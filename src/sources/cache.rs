//! Content-addressed package cache.
//!
//! Entries are keyed by (host, owner, repo, commit). Commits are immutable, so
//! an entry is written once and never modified afterwards; the on-disk store
//! can be shared by every project on the machine.
//!
//! Layout of [`FsStore`]:
//!
//! ```text
//! <root>/<host>/<owner>/<repo>/<commit>/
//!     model.yaml
//!     ...
//!     .modelkit-complete      # sha256 of the tree, written last
//! ```

use std::collections::{BTreeMap, HashMap};
use std::fmt;
use std::path::{Component, Path, PathBuf};
use std::sync::Mutex;

use walkdir::WalkDir;

use crate::core::error::{Error, Result};
use crate::core::package_key::PackageKey;
use crate::util::fs;
use crate::util::hash::Fingerprint;

/// Marker file written into a cache entry once it is complete.
pub const COMPLETE_MARKER: &str = ".modelkit-complete";

/// Whether a string is a full 40-character hex commit SHA.
pub fn is_commit_sha(s: &str) -> bool {
    s.len() == 40 && s.chars().all(|c| c.is_ascii_hexdigit())
}

/// Key of one cache entry.
#[derive(Debug, Clone, PartialEq, Eq, Hash, PartialOrd, Ord)]
pub struct CacheKey {
    package: PackageKey,
    commit: String,
}

impl CacheKey {
    /// Create a key. The commit must be a full hex SHA.
    pub fn new(package: PackageKey, commit: &str) -> Result<Self> {
        if !is_commit_sha(commit) {
            return Err(Error::config(format!(
                "`{}` is not a full commit SHA for `{}`",
                commit, package
            )));
        }
        Ok(CacheKey {
            package,
            commit: commit.to_ascii_lowercase(),
        })
    }

    pub fn package(&self) -> &PackageKey {
        &self.package
    }

    pub fn commit(&self) -> &str {
        &self.commit
    }

    /// Path of the entry relative to the store root.
    pub fn relative_path(&self) -> PathBuf {
        package_dir(&self.package).join(&self.commit)
    }
}

impl fmt::Display for CacheKey {
    fn fmt(&self, f: &mut fmt::Formatter<'_>) -> fmt::Result {
        write!(f, "{}@{}", self.package, &self.commit[..7])
    }
}

fn package_dir(package: &PackageKey) -> PathBuf {
    Path::new(package.host())
        .join(package.owner())
        .join(package.repo())
}

/// A package's file tree at one commit, keyed by `/`-separated relative path.
#[derive(Debug, Clone, Default, PartialEq, Eq)]
pub struct PackageTree {
    files: BTreeMap<String, Vec<u8>>,
}

impl PackageTree {
    pub fn new() -> Self {
        Self::default()
    }

    /// Add a file. Paths that are absolute or climb out of the tree are rejected.
    pub fn insert(&mut self, path: impl Into<String>, contents: Vec<u8>) -> Result<()> {
        let path = path.into();
        if !is_safe_relative(Path::new(&path)) {
            return Err(Error::config(format!(
                "package file `{}` escapes the package root",
                path
            )));
        }
        self.files.insert(path, contents);
        Ok(())
    }

    /// Builder-style insert for fixtures.
    pub fn with_file(mut self, path: &str, contents: impl AsRef<[u8]>) -> Result<Self> {
        self.insert(path, contents.as_ref().to_vec())?;
        Ok(self)
    }

    pub fn get(&self, path: &str) -> Option<&[u8]> {
        self.files.get(path).map(Vec::as_slice)
    }

    pub fn files(&self) -> impl Iterator<Item = (&str, &[u8])> {
        self.files.iter().map(|(p, c)| (p.as_str(), c.as_slice()))
    }

    pub fn len(&self) -> usize {
        self.files.len()
    }

    pub fn is_empty(&self) -> bool {
        self.files.is_empty()
    }

    /// SHA-256 over every (path, contents) pair in path order.
    pub fn digest(&self) -> String {
        let mut fp = Fingerprint::new();
        for (path, contents) in &self.files {
            fp.update_str(path).update_bytes(contents);
        }
        fp.finish()
    }

    /// Read a tree back from a directory, skipping the completion marker.
    pub fn from_dir(dir: &Path) -> Result<Self> {
        let mut tree = PackageTree::new();
        for entry in WalkDir::new(dir).sort_by_file_name() {
            let entry = entry.map_err(|e| {
                let path = e.path().unwrap_or(dir).to_path_buf();
                Error::io(path, e.into())
            })?;
            if !entry.file_type().is_file() {
                continue;
            }
            let rel = entry.path().strip_prefix(dir).unwrap_or(entry.path());
            let rel = rel
                .components()
                .map(|c| c.as_os_str().to_string_lossy())
                .collect::<Vec<_>>()
                .join("/");
            if rel == COMPLETE_MARKER {
                continue;
            }
            let contents = std::fs::read(entry.path()).map_err(|e| Error::io(entry.path(), e))?;
            tree.files.insert(rel, contents);
        }
        Ok(tree)
    }
}

fn is_safe_relative(path: &Path) -> bool {
    !path.as_os_str().is_empty()
        && path
            .components()
            .all(|c| matches!(c, Component::Normal(_) | Component::CurDir))
}

/// Result of checking an entry against its recorded digest.
#[derive(Debug, Clone, Copy, PartialEq, Eq)]
pub enum Integrity {
    Missing,
    Intact,
    Corrupt,
}

/// Storage for materialized packages.
///
/// Implementations must make `materialize` atomic: a reader either sees no
/// entry or a complete one.
pub trait ContentStore: Send + Sync {
    /// Whether a complete entry exists for `key`.
    fn has(&self, key: &CacheKey) -> bool;

    /// Store `tree` under `key` unless an entry already exists, returning its location.
    fn materialize(&self, key: &CacheKey, tree: &PackageTree) -> Result<PathBuf>;

    /// Location of the entry for `key` (whether or not it exists).
    fn path(&self, key: &CacheKey) -> PathBuf;

    /// Read one file of an entry. `Ok(None)` if the entry or file is absent.
    fn read_file(&self, key: &CacheKey, relative: &str) -> Result<Option<Vec<u8>>>;

    /// Check an entry against the digest recorded when it was written.
    fn verify(&self, key: &CacheKey) -> Result<Integrity>;

    /// Remove one entry.
    fn remove(&self, key: &CacheKey) -> Result<bool>;

    /// Remove every entry of one package. Returns how many were removed.
    fn remove_package(&self, package: &PackageKey) -> Result<usize>;

    /// Remove everything.
    fn clear(&self) -> Result<usize>;

    /// All complete entries, sorted.
    fn entries(&self) -> Result<Vec<CacheKey>>;
}

/// Filesystem-backed store rooted at a user-level cache directory.
#[derive(Debug, Clone)]
pub struct FsStore {
    root: PathBuf,
}

impl FsStore {
    pub fn new(root: impl Into<PathBuf>) -> Self {
        FsStore { root: root.into() }
    }

    pub fn root(&self) -> &Path {
        &self.root
    }

    /// Total size of the store on disk.
    pub fn size(&self) -> u64 {
        fs::dir_size(&self.root)
    }

    fn write_entry(&self, key: &CacheKey, tree: &PackageTree) -> Result<PathBuf> {
        let dest = self.path(key);
        let parent = dest.parent().unwrap_or(&self.root).to_path_buf();
        fs::ensure_dir(&parent)?;

        let staging = tempfile::Builder::new()
            .prefix(".tmp-")
            .tempdir_in(&parent)
            .map_err(|e| Error::io(&parent, e))?;

        for (rel, contents) in tree.files() {
            let target = staging.path().join(rel);
            if let Some(dir) = target.parent() {
                fs::ensure_dir(dir)?;
            }
            std::fs::write(&target, contents).map_err(|e| Error::io(&target, e))?;
        }
        let marker = staging.path().join(COMPLETE_MARKER);
        std::fs::write(&marker, tree.digest()).map_err(|e| Error::io(&marker, e))?;

        if dest.exists() {
            if self.has(key) {
                // Another writer finished first.
                return Ok(dest);
            }
            tracing::debug!("removing incomplete cache entry {}", dest.display());
            fs::remove_dir_all_if_exists(&dest)?;
        }

        match std::fs::rename(staging.path(), &dest) {
            Ok(()) => Ok(dest),
            Err(_) if self.has(key) => Ok(dest),
            Err(e) => Err(Error::io(&dest, e)),
        }
    }
}

impl ContentStore for FsStore {
    fn has(&self, key: &CacheKey) -> bool {
        self.path(key).join(COMPLETE_MARKER).is_file()
    }

    fn materialize(&self, key: &CacheKey, tree: &PackageTree) -> Result<PathBuf> {
        if self.has(key) {
            tracing::trace!("cache hit for {}", key);
            return Ok(self.path(key));
        }
        tracing::debug!("writing cache entry {} ({} files)", key, tree.len());
        self.write_entry(key, tree)
    }

    fn path(&self, key: &CacheKey) -> PathBuf {
        self.root.join(key.relative_path())
    }

    fn read_file(&self, key: &CacheKey, relative: &str) -> Result<Option<Vec<u8>>> {
        if !is_safe_relative(Path::new(relative)) || !self.has(key) {
            return Ok(None);
        }
        let path = self.path(key).join(relative);
        match std::fs::read(&path) {
            Ok(bytes) => Ok(Some(bytes)),
            Err(e) if e.kind() == std::io::ErrorKind::NotFound => Ok(None),
            Err(e) => Err(Error::io(&path, e)),
        }
    }

    fn verify(&self, key: &CacheKey) -> Result<Integrity> {
        if !self.has(key) {
            return Ok(Integrity::Missing);
        }
        let dir = self.path(key);
        let recorded = fs::read_to_string(&dir.join(COMPLETE_MARKER))?;
        let actual = PackageTree::from_dir(&dir)?.digest();
        Ok(if recorded.trim() == actual {
            Integrity::Intact
        } else {
            Integrity::Corrupt
        })
    }

    fn remove(&self, key: &CacheKey) -> Result<bool> {
        let dir = self.path(key);
        let existed = dir.exists();
        fs::remove_dir_all_if_exists(&dir)?;
        Ok(existed)
    }

    fn remove_package(&self, package: &PackageKey) -> Result<usize> {
        let count = self
            .entries()?
            .iter()
            .filter(|k| k.package() == package)
            .count();
        fs::remove_dir_all_if_exists(&self.root.join(package_dir(package)))?;
        Ok(count)
    }

    fn clear(&self) -> Result<usize> {
        let count = self.entries()?.len();
        fs::remove_dir_all_if_exists(&self.root)?;
        Ok(count)
    }

    fn entries(&self) -> Result<Vec<CacheKey>> {
        if !self.root.exists() {
            return Ok(Vec::new());
        }
        let mut keys = Vec::new();
        for entry in WalkDir::new(&self.root).min_depth(4).max_depth(4) {
            let Ok(entry) = entry else { continue };
            if !entry.file_type().is_dir() {
                continue;
            }
            let Ok(rel) = entry.path().strip_prefix(&self.root) else {
                continue;
            };
            let parts: Vec<String> = rel
                .components()
                .map(|c| c.as_os_str().to_string_lossy().into_owned())
                .collect();
            let [host, owner, repo, commit] = parts.as_slice() else {
                continue;
            };
            let Ok(package) = PackageKey::new(host, owner, repo) else {
                continue;
            };
            let Ok(key) = CacheKey::new(package, commit) else {
                continue;
            };
            if self.has(&key) {
                keys.push(key);
            }
        }
        keys.sort();
        Ok(keys)
    }
}

/// In-memory store for tests and embedding.
#[derive(Debug, Default)]
pub struct MemoryStore {
    entries: Mutex<HashMap<CacheKey, MemoryEntry>>,
}

#[derive(Debug)]
struct MemoryEntry {
    tree: PackageTree,
    /// Digest recorded when the entry was written
    digest: String,
}

impl MemoryStore {
    pub fn new() -> Self {
        Self::default()
    }

    fn lock(&self) -> std::sync::MutexGuard<'_, HashMap<CacheKey, MemoryEntry>> {
        self.entries.lock().unwrap_or_else(|poisoned| poisoned.into_inner())
    }

    /// Overwrite an entry's tree, keeping its recorded digest.
    pub fn tamper(&self, key: &CacheKey, tree: PackageTree) {
        if let Some(entry) = self.lock().get_mut(key) {
            entry.tree = tree;
        }
    }
}

impl ContentStore for MemoryStore {
    fn has(&self, key: &CacheKey) -> bool {
        self.lock().contains_key(key)
    }

    fn materialize(&self, key: &CacheKey, tree: &PackageTree) -> Result<PathBuf> {
        self.lock().entry(key.clone()).or_insert_with(|| MemoryEntry {
            tree: tree.clone(),
            digest: tree.digest(),
        });
        Ok(self.path(key))
    }

    fn path(&self, key: &CacheKey) -> PathBuf {
        Path::new("memory:").join(key.relative_path())
    }

    fn read_file(&self, key: &CacheKey, relative: &str) -> Result<Option<Vec<u8>>> {
        Ok(self
            .lock()
            .get(key)
            .and_then(|entry| entry.tree.get(relative).map(<[u8]>::to_vec)))
    }

    fn verify(&self, key: &CacheKey) -> Result<Integrity> {
        Ok(match self.lock().get(key) {
            None => Integrity::Missing,
            Some(entry) if entry.tree.digest() == entry.digest => Integrity::Intact,
            Some(_) => Integrity::Corrupt,
        })
    }

    fn remove(&self, key: &CacheKey) -> Result<bool> {
        Ok(self.lock().remove(key).is_some())
    }

    fn remove_package(&self, package: &PackageKey) -> Result<usize> {
        let mut entries = self.lock();
        let before = entries.len();
        entries.retain(|k, _| k.package() != package);
        Ok(before - entries.len())
    }

    fn clear(&self) -> Result<usize> {
        let mut entries = self.lock();
        let count = entries.len();
        entries.clear();
        Ok(count)
    }

    fn entries(&self) -> Result<Vec<CacheKey>> {
        let mut keys: Vec<CacheKey> = self.lock().keys().cloned().collect();
        keys.sort();
        Ok(keys)
    }
}
/// Retry policy for transient network failures.
#[derive(Debug, Clone)]
pub struct RetryPolicy {
    pub retries: u32,
    pub initial_backoff: Duration,
    pub max_backoff: Duration,
}

impl Default for RetryPolicy {
    fn default() -> Self {
        RetryPolicy::from(&NetConfig::default())
    }
}

impl From<&NetConfig> for RetryPolicy {
    fn from(net: &NetConfig) -> Self {
        RetryPolicy {
            retries: net.retries,
            initial_backoff: Duration::from_millis(net.initial_backoff_ms),
            max_backoff: Duration::from_millis(net.max_backoff_ms),
        }
    }
}

impl RetryPolicy {
    /// No retries; used by tests that script failures.
    pub fn none() -> Self {
        RetryPolicy {
            retries: 0,
            initial_backoff: Duration::ZERO,
            max_backoff: Duration::ZERO,
        }
    }

    fn backoff(&self) -> ExponentialBackoff {
        ExponentialBackoff {
            initial_interval: self.initial_backoff,
            current_interval: self.initial_backoff,
            max_interval: self.max_backoff,
            max_elapsed_time: None,
            ..ExponentialBackoff::default()
        }
    }
}

type RefList = Arc<Vec<RemoteRef>>;

/// Fetches packages from git remotes into a content store.
pub struct GitFetcher {
    remote: Arc<dyn GitRemote>,
    store: Arc<dyn ContentStore>,
    retry: RetryPolicy,
    ref_lists: Mutex<HashMap<PackageKey, Arc<OnceCell<RefList>>>>,
    in_flight: Mutex<HashMap<CacheKey, Arc<tokio::sync::Mutex<()>>>>,
}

Problem details
I would like you to report every line in the listing above that contains "WalkDir".

Answer below
use walkdir::WalkDir;
        for entry in WalkDir::new(dir).sort_by_file_name() {
        for entry in WalkDir::new(&self.root).min_depth(4).max_depth(4) {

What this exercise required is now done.